Bengals that are priced for sale as pets - where spaying or neutering are required for purchase - are typically less expensive than cats sold for breeding purposes.
A cat's lineage plays a role in cost. For example, if the kitten's parents were award-winning show cats, the price often reflects that. In general, Bengals are categorized as either pet-quality, breed-quality, or show-quality.
- Pet-quality kittens are those that are intended to be kept as pets, which is what most people are looking for. These kittens are friendly, stunning, and have all the desirable Bengal qualities but aren't necessarily optimal quality. Most breeders will have owners sign a contract stating they will have the cat neutered or spayed by a certain age to ensure they won't be bred. Pet-quality Bengal kittens cost anywhere from $1,500 to $5,000.
- Breeder-quality kittens are sold with the intention of breeding. The price of $3,000 to $6,000 or more includes breeding rights.
- Show-quality kittens meet the Bengal breed standard and cost anywhere from $4,000 and up.
Bengals come in several colors and patterns, some of which can fetch really high prices. Snow Bengals are one of the rarest colors to find, so these kittens generally cost more than those with brown coats.
When you purchase a kitten from a breeder who's not local, you'll need to pay to have the kitten transported to you. Kitten travel costs can range from $300 to $500 or more, which will increase the price of your kitty. Some breeders include these costs in the price of the kitten, whereas others don't.
Buying from a Breeder
If you've reviewed the cost of a Bengal cat and would like to add one to your family, you'll need to locate a breeder. Do your research to find a responsible breeder so you bring home a healthy kitten. This is not a task you should take lightly. You can also ask for references to make sure other people who've bought from a breeder you are considering were happy with the process and have a healthy cat.

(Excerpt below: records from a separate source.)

//! Knob feedback colors.
//!
//! Colors are straight (non-premultiplied) RGBA floats. Brightening may push
//! R, G or B past 1.0; the rendering backend saturates them when it converts
//! to 8-bit, so nothing here clamps.

use crate::params::{MID_FREQ_MAX_HZ, MID_FREQ_MIN_HZ};

/// Gain at or below which a band is drawn as switched off.
pub const ATTENUATED_THRESHOLD_DB: f32 = -15.0;

/// Gray used for a fully attenuated band.
pub const ATTENUATED_GRAY: f32 = 0.3;

/// Straight-alpha RGBA color.
#[derive(Debug, Clone, Copy, PartialEq, Default)]
pub struct Rgba {
    /// Red.
    pub r: f32,
    /// Green.
    pub g: f32,
    /// Blue.
    pub b: f32,
    /// Alpha.
    pub a: f32,
}

impl Rgba {
    /// Build a color from its components.
    pub const fn new(r: f32, g: f32, b: f32, a: f32) -> Self {
        Self { r, g, b, a }
    }

    /// Opaque color from hue, saturation and value, all in `[0, 1]`.
    ///
    /// Hue wraps, so `1.0` and `0.0` are the same red.
    pub fn from_hsv(h: f32, s: f32, v: f32) -> Self {
        if s == 0.0 {
            return Self::new(v, v, v, 1.0);
        }

        let h = libm::fmodf(h, 1.0) * 6.0;
        let sector = h as i32;
        let f = h - sector as f32;
        let p = v * (1.0 - s);
        let q = v * (1.0 - s * f);
        let t = v * (1.0 - s * (1.0 - f));

        let (r, g, b) = match sector {
            0 => (v, t, p),
            1 => (q, v, p),
            2 => (p, v, t),
            3 => (p, q, v),
            4 => (t, p, v),
            _ => (v, p, q),
        };
        Self::new(r, g, b, 1.0)
    }

    /// Componentwise blend; `t = 0` yields `self`, `t = 1` yields `other`, both exactly.
    pub fn lerp(self, other: Self, t: f32) -> Self {
        let mix = |a: f32, b: f32| a * (1.0 - t) + b * t;
        Self::new(
            mix(self.r, other.r),
            mix(self.g, other.g),
            mix(self.b, other.b),
            mix(self.a, other.a),
        )
    }

    /// Components saturated to `[0, 1]`.
    pub fn saturate(self) -> Self {
        Self::new(
            self.r.clamp(0.0, 1.0),
            self.g.clamp(0.0, 1.0),
            self.b.clamp(0.0, 1.0),
            self.a.clamp(0.0, 1.0),
        )
    }
}

/// Shift a band color's brightness by its gain.
///
/// Above −15 dB every color channel moves by `brightness / 100`, so a +15 dB
/// boost lifts the color by 0.15 and a cut darkens it. At or below −15 dB
/// the band is treated as off and drawn in a neutral gray. Alpha is kept.
///
/// ```rust
/// use triband_core::{Rgba, color_bright};
///
/// let base = Rgba::new(0.2, 0.4, 0.6, 1.0);
/// let lit = color_bright(base, 10.0);
/// assert!((lit.r - 0.3).abs() < 1e-6);
/// assert_eq!(color_bright(base, -15.0), Rgba::new(0.3, 0.3, 0.3, 1.0));
/// ```
pub fn color_bright(base: Rgba, brightness: f32) -> Rgba {
    if brightness > ATTENUATED_THRESHOLD_DB {
        let offset = brightness / 100.0;
        Rgba::new(base.r + offset, base.g + offset, base.b + offset, base.a)
    } else {
        Rgba::new(ATTENUATED_GRAY, ATTENUATED_GRAY, ATTENUATED_GRAY, base.a)
    }
}

/// Position of `freq_hz` along the mid band's log-frequency range, in `[0, 1]`.
pub fn mid_freq_position(freq_hz: f32) -> f32 {
    if freq_hz <= MID_FREQ_MIN_HZ {
        return 0.0;
    }
    if freq_hz >= MID_FREQ_MAX_HZ {
        return 1.0;
    }
    libm::logf(freq_hz / MID_FREQ_MIN_HZ) / libm::logf(MID_FREQ_MAX_HZ / MID_FREQ_MIN_HZ)
}

/// Blend the low, mid and high band colors by the mid band's frequency.
///
/// The lower half of the (log) frequency range fades `low` into `mid`, the
/// upper half fades `mid` into `high`. The lowest frequency returns `low`
/// exactly and the highest returns `high` exactly. Gain brightness is not
/// applied here.
pub fn color_mid(low: Rgba, mid: Rgba, high: Rgba, freq_hz: f32) -> Rgba {
    let t = mid_freq_position(freq_hz);
    if t <= 0.5 {
        low.lerp(mid, t * 2.0)
    } else {
        mid.lerp(high, t * 2.0 - 1.0)
    }
}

Where to Buy a Bengal Kitten?
The International Cat Association (TICA) is a valuable resource to start your search for Bengal breeders. All catteries listed have signed the TICA Breeder Code of Ethics and are members of the association. You can also search for Bengal breeders through the Cat Fanciers' Association.
Be aware, not all breeders have the best interests of the breed at heart. Only consider purchasing a Bengal from a responsible breeder. Vet all potential breeders, ask questions, and carefully consider whether the person you're considering buying a cat from is in it for the Bengals, or something else.
How to Avoid Breeder Scams
Unfortunately, some unscrupulous people may try to sell you a cat listed as a Bengal that is not a true purebred Bengal. They may not even have cats and simply want to steal your money or information.
If someone is trying to sell you a Bengal at an incredibly low price, this usually is a red flag. Verify the cattery using a reputable cat breeder directory like TICA or CFA if you're concerned. You can also ask to see copies of the pet's pedigree papers or request videos of the kittens.
Bengal Cat Adoption
Adopting a Bengal is also an excellent option if you're interested in giving a homeless cat a second chance. It's also generally less expensive than buying a Bengal from a breeder.
In some cases, you can find adoptable Bengal cats for as low as $200. Browse for available cats on Bengal Rescue, which is a national organization. Your local shelter may also have purebred Bengal cats or Bengal mixes. Reach out to them directly to inquire or filter cats by breed on PetFinder.
Decide What You Want
There's quite a bit of variation in Bengal cat prices because each cat is so different. Do your research to determine what type of Bengal kitten you're looking for. Do you prefer marbled patterns over rosettes or an F3 kitten or F4? If you don't have a preference, reach out to responsible breeders to review their available kittens, then see if one catches your eye. The perfect Bengal kitten for you is out there.